(MATERIALS PROVIDED begins)

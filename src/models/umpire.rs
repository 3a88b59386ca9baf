//! Umpires and their availability windows.

use chrono::{DateTime, Utc};
use serde::{Deserialize, Serialize};

use crate::time::TimeWindow;

/// An umpire who can be assigned to officiate games.
#[derive(Debug, Clone, PartialEq, Eq, Serialize, Deserialize)]
#[serde(rename_all = "camelCase")]
pub struct Umpire {
    /// Unique umpire identifier.
    pub id: String,
    /// Human-readable name.
    #[serde(default)]
    pub name: String,
    /// Daily assignment cap. `None` = unbounded.
    #[serde(default)]
    pub max_games_per_day: Option<u32>,
}

impl Umpire {
    /// Creates a new umpire with no daily cap.
    pub fn new(id: impl Into<String>) -> Self {
        Self {
            id: id.into(),
            name: String::new(),
            max_games_per_day: None,
        }
    }

    /// Sets the umpire's name.
    pub fn with_name(mut self, name: impl Into<String>) -> Self {
        self.name = name.into();
        self
    }

    /// Sets the daily assignment cap.
    pub fn with_daily_cap(mut self, max_games_per_day: u32) -> Self {
        self.max_games_per_day = Some(max_games_per_day);
        self
    }
}

/// A window during which an umpire may officiate.
///
/// An umpire with no availability windows at all is treated as
/// available whenever referenced; whether windows are enforced is
/// governed by the `respect_umpire_availability` constraint toggle.
#[derive(Debug, Clone, PartialEq, Eq, Serialize, Deserialize)]
#[serde(rename_all = "camelCase")]
pub struct UmpireAvailability {
    /// Umpire this window belongs to.
    pub umpire_id: String,
    /// Window start (inclusive).
    pub start_time: DateTime<Utc>,
    /// Window end (exclusive).
    pub end_time: DateTime<Utc>,
}

impl UmpireAvailability {
    /// Creates a new availability window.
    pub fn new(
        umpire_id: impl Into<String>,
        start_time: DateTime<Utc>,
        end_time: DateTime<Utc>,
    ) -> Self {
        Self {
            umpire_id: umpire_id.into(),
            start_time,
            end_time,
        }
    }

    /// The availability as a time window.
    pub fn window(&self) -> TimeWindow {
        TimeWindow::new(self.start_time, self.end_time)
    }
}
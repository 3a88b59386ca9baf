//! Games awaiting placement.

use chrono::{DateTime, Utc};
use serde::{Deserialize, Serialize};

/// A single game to be scheduled.
///
/// Each game names the two participating team-season entries and a
/// scheduling window. The engine may only place the game so that it
/// starts no earlier than `earliest_start` and finishes no later than
/// `latest_end`.
#[derive(Debug, Clone, PartialEq, Eq, Serialize, Deserialize)]
#[serde(rename_all = "camelCase")]
pub struct Game {
    /// Unique game identifier.
    pub id: String,
    /// League season this game belongs to.
    #[serde(default)]
    pub league_season_id: String,
    /// Team-season id of the home team.
    pub home_team_season_id: String,
    /// Team-season id of the visiting team.
    pub visitor_team_season_id: String,
    /// Earliest permissible start time.
    pub earliest_start: DateTime<Utc>,
    /// Latest permissible end time.
    pub latest_end: DateTime<Utc>,
    /// Number of umpires the game requires. Zero means none.
    #[serde(default)]
    pub required_umpires: u32,
    /// Fields this game prefers, in priority order.
    #[serde(default)]
    pub preferred_field_ids: Vec<String>,
}

impl Game {
    /// Creates a new game with no umpire requirement and no field
    /// preferences.
    pub fn new(
        id: impl Into<String>,
        home_team_season_id: impl Into<String>,
        visitor_team_season_id: impl Into<String>,
        earliest_start: DateTime<Utc>,
        latest_end: DateTime<Utc>,
    ) -> Self {
        Self {
            id: id.into(),
            league_season_id: String::new(),
            home_team_season_id: home_team_season_id.into(),
            visitor_team_season_id: visitor_team_season_id.into(),
            earliest_start,
            latest_end,
            required_umpires: 0,
            preferred_field_ids: Vec::new(),
        }
    }

    /// Sets the league season id.
    pub fn with_league_season(mut self, league_season_id: impl Into<String>) -> Self {
        self.league_season_id = league_season_id.into();
        self
    }

    /// Sets the number of umpires this game requires.
    pub fn with_required_umpires(mut self, count: u32) -> Self {
        self.required_umpires = count;
        self
    }

    /// Appends a preferred field, keeping earlier entries higher
    /// priority.
    pub fn with_preferred_field(mut self, field_id: impl Into<String>) -> Self {
        self.preferred_field_ids.push(field_id.into());
        self
    }

    /// Whether the scheduling window is well formed.
    pub fn has_valid_window(&self) -> bool {
        self.earliest_start < self.latest_end
    }

    /// Preference rank of a field for this game. Fields named in
    /// `preferred_field_ids` rank by position; all others share the
    /// rank one past the end of the list.
    pub fn preference_rank(&self, field_id: &str) -> usize {
        self.preferred_field_ids
            .iter()
            .position(|id| id == field_id)
            .unwrap_or(self.preferred_field_ids.len())
    }
}

#[cfg(test)]
mod tests {
    use super::*;

    fn utc(s: &str) -> DateTime<Utc> {
        s.parse().expect("test timestamp")
    }

    #[test]
    fn test_game_builder() {
        let game = Game::new(
            "g1",
            "ts-home",
            "ts-away",
            utc("2025-06-07T09:00:00Z"),
            utc("2025-06-07T18:00:00Z"),
        )
        .with_league_season("ls1")
        .with_required_umpires(2)
        .with_preferred_field("f2")
        .with_preferred_field("f1");

        assert_eq!(game.required_umpires, 2);
        assert_eq!(game.preferred_field_ids, vec!["f2", "f1"]);
        assert!(game.has_valid_window());
    }

    #[test]
    fn test_invalid_window_detected() {
        let game = Game::new(
            "g1",
            "a",
            "b",
            utc("2025-06-07T18:00:00Z"),
            utc("2025-06-07T09:00:00Z"),
        );
        assert!(!game.has_valid_window());

        let degenerate = Game::new(
            "g2",
            "a",
            "b",
            utc("2025-06-07T09:00:00Z"),
            utc("2025-06-07T09:00:00Z"),
        );
        assert!(!degenerate.has_valid_window());
    }

    #[test]
    fn test_preference_rank() {
        let game = Game::new(
            "g1",
            "a",
            "b",
            utc("2025-06-07T09:00:00Z"),
            utc("2025-06-07T18:00:00Z"),
        )
        .with_preferred_field("f2")
        .with_preferred_field("f1");

        assert_eq!(game.preference_rank("f2"), 0);
        assert_eq!(game.preference_rank("f1"), 1);
        assert_eq!(game.preference_rank("f9"), 2);
    }

    #[test]
    fn test_game_camel_case_json() {
        let json = r#"{
            "id": "g1",
            "homeTeamSeasonId": "ts1",
            "visitorTeamSeasonId": "ts2",
            "earliestStart": "2025-06-07T09:00:00Z",
            "latestEnd": "2025-06-07T18:00:00Z"
        }"#;
        let game: Game = serde_json::from_str(json).unwrap();
        assert_eq!(game.required_umpires, 0);
        assert!(game.preferred_field_ids.is_empty());
        assert_eq!(game.home_team_season_id, "ts1");
    }
}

(MATERIALS PROVIDED ends)

▶ **PROMPT**
Would you repeat the records above without any changes?

▶ **REPLY**
filename src/models/umpire.rs
repository 3a88b59386ca9baf
//! Umpires and their availability windows.

use chrono::{DateTime, Utc};
use serde::{Deserialize, Serialize};

use crate::time::TimeWindow;

/// An umpire who can be assigned to officiate games.
#[derive(Debug, Clone, PartialEq, Eq, Serialize, Deserialize)]
#[serde(rename_all = "camelCase")]
pub struct Umpire {
    /// Unique umpire identifier.
    pub id: String,
    /// Human-readable name.
    #[serde(default)]
    pub name: String,
    /// Daily assignment cap. `None` = unbounded.
    #[serde(default)]
    pub max_games_per_day: Option<u32>,
}

impl Umpire {
    /// Creates a new umpire with no daily cap.
    pub fn new(id: impl Into<String>) -> Self {
        Self {
            id: id.into(),
            name: String::new(),
            max_games_per_day: None,
        }
    }

    /// Sets the umpire's name.
    pub fn with_name(mut self, name: impl Into<String>) -> Self {
        self.name = name.into();
        self
    }

    /// Sets the daily assignment cap.
    pub fn with_daily_cap(mut self, max_games_per_day: u32) -> Self {
        self.max_games_per_day = Some(max_games_per_day);
        self
    }
}

/// A window during which an umpire may officiate.
///
/// An umpire with no availability windows at all is treated as
/// available whenever referenced; whether windows are enforced is
/// governed by the `respect_umpire_availability` constraint toggle.
#[derive(Debug, Clone, PartialEq, Eq, Serialize, Deserialize)]
#[serde(rename_all = "camelCase")]
pub struct UmpireAvailability {
    /// Umpire this window belongs to.
    pub umpire_id: String,
    /// Window start (inclusive).
    pub start_time: DateTime<Utc>,
    /// Window end (exclusive).
    pub end_time: DateTime<Utc>,
}

impl UmpireAvailability {
    /// Creates a new availability window.
    pub fn new(
        umpire_id: impl Into<String>,
        start_time: DateTime<Utc>,
        end_time: DateTime<Utc>,
    ) -> Self {
        Self {
            umpire_id: umpire_id.into(),
            start_time,
            end_time,
        }
    }

    /// The availability as a time window.
    pub fn window(&self) -> TimeWindow {
        TimeWindow::new(self.start_time, self.end_time)
    }
}
repository 3a88b59386ca9baf
//! Games awaiting placement.

use chrono::{DateTime, Utc};
use serde::{Deserialize, Serialize};

/// A single game to be scheduled.
///
/// Each game names the two participating team-season entries and a
/// scheduling window. The engine may only place the game so that it
/// starts no earlier than `earliest_start` and finishes no later than
/// `latest_end`.
#[derive(Debug, Clone, PartialEq, Eq, Serialize, Deserialize)]
#[serde(rename_all = "camelCase")]
pub struct Game {
    /// Unique game identifier.
    pub id: String,
    /// League season this game belongs to.
    #[serde(default)]
    pub league_season_id: String,
    /// Team-season id of the home team.
    pub home_team_season_id: String,
    /// Team-season id of the visiting team.
    pub visitor_team_season_id: String,
    /// Earliest permissible start time.
    pub earliest_start: DateTime<Utc>,
    /// Latest permissible end time.
    pub latest_end: DateTime<Utc>,
    /// Number of umpires the game requires. Zero means none.
    #[serde(default)]
    pub required_umpires: u32,
    /// Fields this game prefers, in priority order.
    #[serde(default)]
    pub preferred_field_ids: Vec<String>,
}

impl Game {
    /// Creates a new game with no umpire requirement and no field
    /// preferences.
    pub fn new(
        id: impl Into<String>,
        home_team_season_id: impl Into<String>,
        visitor_team_season_id: impl Into<String>,
        earliest_start: DateTime<Utc>,
        latest_end: DateTime<Utc>,
    ) -> Self {
        Self {
            id: id.into(),
            league_season_id: String::new(),
            home_team_season_id: home_team_season_id.into(),
            visitor_team_season_id: visitor_team_season_id.into(),
            earliest_start,
            latest_end,
            required_umpires: 0,
            preferred_field_ids: Vec::new(),
        }
    }

    /// Sets the league season id.
    pub fn with_league_season(mut self, league_season_id: impl Into<String>) -> Self {
        self.league_season_id = league_season_id.into();
        self
    }

    /// Sets the number of umpires this game requires.
    pub fn with_required_umpires(mut self, count: u32) -> Self {
        self.required_umpires = count;
        self
    }

    /// Appends a preferred field, keeping earlier entries higher
    /// priority.
    pub fn with_preferred_field(mut self, field_id: impl Into<String>) -> Self {
        self.preferred_field_ids.push(field_id.into());
        self
    }

    /// Whether the scheduling window is well formed.
    pub fn has_valid_window(&self) -> bool {
        self.earliest_start < self.latest_end
    }

    /// Preference rank of a field for this game. Fields named in
    /// `preferred_field_ids` rank by position; all others share the
    /// rank one past the end of the list.
    pub fn preference_rank(&self, field_id: &str) -> usize {
        self.preferred_field_ids
            .iter()
            .position(|id| id == field_id)
            .unwrap_or(self.preferred_field_ids.len())
    }
}

#[cfg(test)]
mod tests {
    use super::*;

    fn utc(s: &str) -> DateTime<Utc> {
        s.parse().expect("test timestamp")
    }

    #[test]
    fn test_game_builder() {
        let game = Game::new(
            "g1",
            "ts-home",
            "ts-away",
            utc("2025-06-07T09:00:00Z"),
            utc("2025-06-07T18:00:00Z"),
        )
        .with_league_season("ls1")
        .with_required_umpires(2)
        .with_preferred_field("f2")
        .with_preferred_field("f1");

        assert_eq!(game.required_umpires, 2);
        assert_eq!(game.preferred_field_ids, vec!["f2", "f1"]);
        assert!(game.has_valid_window());
    }

    #[test]
    fn test_invalid_window_detected() {
        let game = Game::new(
            "g1",
            "a",
            "b",
            utc("2025-06-07T18:00:00Z"),
            utc("2025-06-07T09:00:00Z"),
        );
        assert!(!game.has_valid_window());

        let degenerate = Game::new(
            "g2",
            "a",
            "b",
            utc("2025-06-07T09:00:00Z"),
            utc("2025-06-07T09:00:00Z"),
        );
        assert!(!degenerate.has_valid_window());
    }

    #[test]
    fn test_preference_rank() {
        let game = Game::new(
            "g1",
            "a",
            "b",
            utc("2025-06-07T09:00:00Z"),
            utc("2025-06-07T18:00:00Z"),
        )
        .with_preferred_field("f2")
        .with_preferred_field("f1");

        assert_eq!(game.preference_rank("f2"), 0);
        assert_eq!(game.preference_rank("f1"), 1);
        assert_eq!(game.preference_rank("f9"), 2);
    }

    #[test]
    fn test_game_camel_case_json() {
        let json = r#"{
            "id": "g1",
            "homeTeamSeasonId": "ts1",
            "visitorTeamSeasonId": "ts2",
            "earliestStart": "2025-06-07T09:00:00Z",
            "latestEnd": "2025-06-07T18:00:00Z"
        }"#;
        let game: Game = serde_json::from_str(json).unwrap();
        assert_eq!(game.required_umpires, 0);
        assert!(game.preferred_field_ids.is_empty());
        assert_eq!(game.home_team_season_id, "ts1");
    }
}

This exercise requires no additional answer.